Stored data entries
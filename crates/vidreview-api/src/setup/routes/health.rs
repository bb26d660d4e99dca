//! Health check handler.

use crate::state::AppState;
use axum::{extract::State, http::StatusCode, response::IntoResponse, Json};
use serde::Serialize;
use std::sync::Arc;
use std::time::Duration;

const CHECK_TIMEOUT: Duration = Duration::from_secs(5);

#[derive(Debug, Serialize)]
pub(super) struct HealthCheckResponse {
    pub status: String,
    pub storage: String,
    pub storage_backend: String,
}

/// Storage reachability. The annotation backend is not checked; its outages
/// surface on the proxy routes.
///
/// The failure cause goes to the log only.
pub(super) async fn health_check(State(state): State<Arc<AppState>>) -> impl IntoResponse {
    let storage = match tokio::time::timeout(CHECK_TIMEOUT, state.storage.health_check()).await {
        Ok(Ok(())) => "healthy".to_string(),
        Ok(Err(e)) => {
            tracing::warn!(error = %e, "Storage health check failed");
            "unhealthy".to_string()
        }
        Err(_) => {
            tracing::warn!("Storage health check timed out");
            "timeout".to_string()
        }
    };

    let healthy = storage == "healthy";
    let status = if healthy {
        StatusCode::OK
    } else {
        StatusCode::SERVICE_UNAVAILABLE
    };

    (
        status,
        Json(HealthCheckResponse {
            status: if healthy { "healthy" } else { "degraded" }.to_string(),
            storage,
            storage_backend: state.storage.backend_type().to_string(),
        }),
    )
}
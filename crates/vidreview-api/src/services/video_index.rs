//! Batch index built from a live storage listing.

use vidreview_core::{AppError, BatchIndex, VideoLayout};
use vidreview_storage::Storage;

/// List review and reference folders and assemble the batch index.
///
/// The listing is taken at call time so newly uploaded clips show up
/// without a restart.
pub async fn load_index(
    storage: &dyn Storage,
    layout: &VideoLayout,
    batch_filter: Option<&[String]>,
) -> Result<BatchIndex, AppError> {
    let review_keys = storage
        .list(layout.review_prefix())
        .await
        .map_err(|e| AppError::VideoIndex(format!("listing {}: {}", layout.review_prefix(), e)))?;

    let reference_keys = storage
        .list(layout.reference_prefix())
        .await
        .map_err(|e| {
            AppError::VideoIndex(format!("listing {}: {}", layout.reference_prefix(), e))
        })?;

    let index = BatchIndex::build(layout, &review_keys, &reference_keys, batch_filter);

    tracing::debug!(
        review_objects = review_keys.len(),
        reference_objects = reference_keys.len(),
        batches = index.batches().count(),
        "Video index built"
    );

    Ok(index)
}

BRIEF
Whenever a line of the data includes the word "IntoResponse", show that line in full.

EXERCISE RESULT
use axum::{extract::State, http::StatusCode, response::IntoResponse, Json};
pub(super) async fn health_check(State(state): State<Arc<AppState>>) -> impl IntoResponse {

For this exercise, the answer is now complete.